- _What to work on_: Please restate each entry below, word for word.

======

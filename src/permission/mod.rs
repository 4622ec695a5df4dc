//! Human-in-the-loop tool permissions
//!
//! The agent's PreToolUse hook posts each tool call to a loopback broker,
//! which holds the request until someone decides or the timeout denies it.

pub mod broker;
pub mod hook;
pub mod request;

pub use broker::{ChannelNotifier, PermissionBroker, PermissionNotifier, DEFAULT_PERMISSION_TIMEOUT};
pub use hook::{HookInstallation, HookInstaller};
pub use request::{Decision, PermissionRequest, PermissionResponse, ToolInput};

======

- _Written answer_:
filename src/permission/mod.rs
repository 4622ec695a5df4dc
//! Human-in-the-loop tool permissions
//!
//! The agent's PreToolUse hook posts each tool call to a loopback broker,
//! which holds the request until someone decides or the timeout denies it.

pub mod broker;
pub mod hook;
pub mod request;

pub use broker::{ChannelNotifier, PermissionBroker, PermissionNotifier, DEFAULT_PERMISSION_TIMEOUT};
pub use hook::{HookInstallation, HookInstaller};
pub use request::{Decision, PermissionRequest, PermissionResponse, ToolInput};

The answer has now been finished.